In common with a lot of dramas aimed at women, primarily by men, as well as this clumsy attempt to create a female character who other women can empathise with, everything’s a bit soft-edged. Virtually every conversation is of the “caring, sharing” variety. Poor Jeri Ryan gets to spout crap like “Do you have a friend? Then get one. Because you can’t fight every battle forever alone.” Male work partner of Delany spends most of his time wanting to get to know about her and her personal life, then gives her helpful advice on how to bond with her estranged daughter. Yes, that’s right, a male-written drama with a female lead has a male character who doesn’t have kids of his own giving a woman advice on where she’s going wrong with her family. That’s feminist and exactly true to life.

The mystery that gets solved is largely ludicrous – spoiler alert the victim is given a medicine she’s allergic to by a cuckolded wife who discovers the affair when her husband gives the mistress an illness he’s contracted from his kids – and is solved in a very House/CSI way, so there’s not a lot of originality or plausibility going on with the crime side of the show either.

So unless you’re up for a little comfort viewing and want some very soft-edged, very slightly pro-women drama written by men that in no way challenges you or tells you something you didn’t know, steer clear of Body of Proof. Otherwise, sit back, relax, switch your brain off and enjoy yourself.

  • I felt similarly. Nothing you haven’t seen before. She looks amazing, though. Did you know she’s 55? Damn! And I agree that she and Jeri Ryan were good together, they should have more of that relationship and less of that guy (John Benjamin Hickey) who assists her.
    It’s not China Beach, but then again it’s not Desperate Housewives either.

  • nel

    thanks for the review. I was a big fan of China Beach and Dana Delaney so I tuned in but was disappointed. I ended up switching off about halfway through. Dana Delaney was very good, but oh, the dialogue! as clunky and unimaginative as the show title (Body of Proof? srsly?).
    And I’ve had enough of trying to suspend disbelief when a character who would normally not be allowed near a suspect or witness ends up in the interrogation room grilling suspects while the cops look on. Castle is guilty of this as well but Nathan Fillion makes it somewhat bearable.

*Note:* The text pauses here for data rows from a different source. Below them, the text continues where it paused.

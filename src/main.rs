mod app;
mod cell;
mod editor;
mod error;
mod export;
mod plan;
mod render;
mod settings;
mod stroke;

use eframe::{egui, NativeOptions};
use tracing_subscriber::EnvFilter;

use crate::app::FloorPlanApp;
use crate::settings::EditorSettings;

fn main() -> eframe::Result<()> {
    tracing_subscriber::fmt()
        .with_env_filter(EnvFilter::try_from_default_env().unwrap_or_else(|_| EnvFilter::new("info")))
        .init();

    let settings = EditorSettings::load();
    let options = NativeOptions {
        viewport: egui::ViewportBuilder::default()
            .with_inner_size([1280.0, 820.0])
            .with_min_inner_size([720.0, 480.0]),
        ..Default::default()
    };

    eframe::run_native(
        "Floor Plan Studio",
        options,
        Box::new(|cc| Ok(Box::new(FloorPlanApp::new(cc, settings)))),
    )
}
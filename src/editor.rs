use tracing::{debug, error, warn};

use crate::cell::CellTag;
use crate::error::PlacementError;
use crate::plan::{ApplyOutcome, FloorPlan, GridPos};
use crate::stroke::{PaintStroke, PointerEvent};

/// Owned editor state: the plan, the active tool, the stroke in progress and
/// the JSON mirror submitted with the configuration form.
///
/// The mirror is refreshed after every mutation, so `serialized()` always
/// describes `plan()`.
#[derive(Debug, Clone)]
pub struct FloorPlanEditor {
    plan: FloorPlan,
    selected_tool: CellTag,
    stroke: PaintStroke,
    serialized: String,
}

impl FloorPlanEditor {
    pub fn new(rows: i64, cols: i64) -> Self {
        let mut editor = Self {
            plan: FloorPlan::create(rows, cols),
            selected_tool: CellTag::default(),
            stroke: PaintStroke::default(),
            serialized: String::new(),
        };
        editor.sync_serialized();
        editor
    }

    pub fn plan(&self) -> &FloorPlan {
        &self.plan
    }

    pub fn selected_tool(&self) -> CellTag {
        self.selected_tool
    }

    pub fn select_tool(&mut self, tool: CellTag) {
        debug!(%tool, "tool selected");
        self.selected_tool = tool;
    }

    pub fn serialized(&self) -> &str {
        &self.serialized
    }

    pub fn is_painting(&self) -> bool {
        self.stroke.is_active()
    }

    /// Replaces the plan with a fresh empty grid and returns the clamped size.
    pub fn create(&mut self, rows: i64, cols: i64) -> (usize, usize) {
        self.replace_plan(FloorPlan::create(rows, cols));
        (self.plan.rows(), self.plan.cols())
    }

    pub fn replace_plan(&mut self, plan: FloorPlan) {
        self.plan = plan;
        self.stroke = PaintStroke::default();
        self.sync_serialized();
    }

    pub fn apply_tool(&mut self, pos: GridPos) -> Result<ApplyOutcome, PlacementError> {
        match self.plan.apply(self.selected_tool, pos) {
            Ok(outcome) => {
                if outcome.changed() {
                    self.sync_serialized();
                } else {
                    debug!(%pos, tag = %self.selected_tool, "no change needed");
                }
                Ok(outcome)
            }
            Err(err @ PlacementError::OutOfBounds { .. }) => {
                error!(%err, "tool applied outside the grid");
                Err(err)
            }
            Err(err) => {
                warn!(%err, "placement rejected");
                Err(err)
            }
        }
    }

    /// Feeds one pointer event through the paint stroke, applying the
    /// selected tool when the stroke asks for it.
    pub fn pointer(&mut self, event: PointerEvent) -> Option<Result<ApplyOutcome, PlacementError>> {
        self.stroke.handle(event).map(|pos| self.apply_tool(pos))
    }

    fn sync_serialized(&mut self) {
        match self.plan.to_json() {
            Ok(json) => self.serialized = json,
            Err(err) => error!(%err, "failed to serialize floor plan"),
        }
    }
}
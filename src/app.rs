use chrono::Local;
use eframe::{
    egui::{self, menu, Align2, Color32, FontFamily, FontId, RichText, Sense, Stroke, Ui},
    App, CreationContext, Frame,
};
use rfd::FileDialog;
use strum::IntoEnumIterator;
use tracing::error;

use crate::cell::CellTag;
use crate::editor::FloorPlanEditor;
use crate::export;
use crate::plan::{ApplyOutcome, GridPos};
use crate::render::{cell_at, cell_fill, cell_rect, emoji_grid, grid_extent};
use crate::settings::EditorSettings;
use crate::stroke::PointerEvent;

/// Translates one frame of raw pointer state into stroke events, in order.
///
/// `over` is the cell under the pointer, if the pointer is on the grid. A
/// press and release landing in the same frame still paints the cell.
fn pointer_events(
    over: Option<GridPos>,
    pressed: bool,
    down: bool,
    released: bool,
    painting: bool,
) -> Vec<PointerEvent> {
    let mut events = Vec::new();
    let mut active = painting;
    match over {
        Some(pos) if pressed => {
            events.push(PointerEvent::Down(pos));
            active = true;
        }
        Some(pos) if down && active => events.push(PointerEvent::Over(pos)),
        None if active => {
            events.push(PointerEvent::Leave);
            active = false;
        }
        _ => {}
    }
    if released && active {
        events.push(PointerEvent::Up);
    }
    events
}

pub struct FloorPlanApp {
    editor: FloorPlanEditor,
    settings: EditorSettings,
    rows_input: i64,
    cols_input: i64,
    status: String,
    show_about: bool,
    show_clear_confirm: bool,
}
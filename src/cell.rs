use serde::{Deserialize, Serialize};
use strum::{Display, EnumIter, EnumString};

/// Content of a single floor-plan cell.
#[derive(
    Debug,
    Clone,
    Copy,
    Default,
    PartialEq,
    Eq,
    Hash,
    Serialize,
    Deserialize,
    Display,
    EnumString,
    EnumIter,
)]
#[serde(rename_all = "lowercase")]
#[strum(serialize_all = "lowercase")]
pub enum CellTag {
    #[default]
    Empty,
    Drywall,
    Brick,
    Concrete,
    Gateway,
    Sensor,
}

impl CellTag {
    pub fn is_wall(self) -> bool {
        matches!(self, CellTag::Drywall | CellTag::Brick | CellTag::Concrete)
    }

    pub fn is_device(self) -> bool {
        matches!(self, CellTag::Gateway | CellTag::Sensor)
    }

    pub fn label(self) -> &'static str {
        match self {
            CellTag::Empty => "Eraser",
            CellTag::Drywall => "Drywall",
            CellTag::Brick => "Brick",
            CellTag::Concrete => "Concrete",
            CellTag::Gateway => "Gateway",
            CellTag::Sensor => "Sensor",
        }
    }

    /// Glyph drawn inside device cells and on toolbar buttons.
    pub fn icon(self) -> &'static str {
        match self {
            CellTag::Empty => "⌫",
            CellTag::Drywall | CellTag::Brick | CellTag::Concrete => "▦",
            CellTag::Gateway => "📡",
            CellTag::Sensor => "📶",
        }
    }

    /// Legend shared with the assistant backend for text renderings of a plan.
    pub fn emoji(self) -> &'static str {
        match self {
            CellTag::Empty => "⚪️",
            CellTag::Drywall => "🟫",
            CellTag::Brick => "🧱",
            CellTag::Concrete => "⬛️",
            CellTag::Gateway => "📡",
            CellTag::Sensor => "🟩",
        }
    }
}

  • They do it in CSI as well. You can see why they do it – you have the CSIs doing all that interrogation and then some other character extracts the confession. CSI at least has Jim Brass doing it a lot of the time, CSI: Miami had one episode (subsequently ignored) where it was implied that there was always a cop watching when the CSI did the interrogation (still inauthentic, but…), but it’s daft, isn’t it?

  • They do it in CSI as well. You can see why they do it – you have the CSIs doing all that interrogation and then some other character extracts the confession. CSI at least has Jim Brass doing it a lot of the time, CSI: Miami had one episode (subsequently ignored) where it was implied that there was always a cop watching when the CSI did the interrogation (still inauthentic, but…), but it’s daft, isn’t it?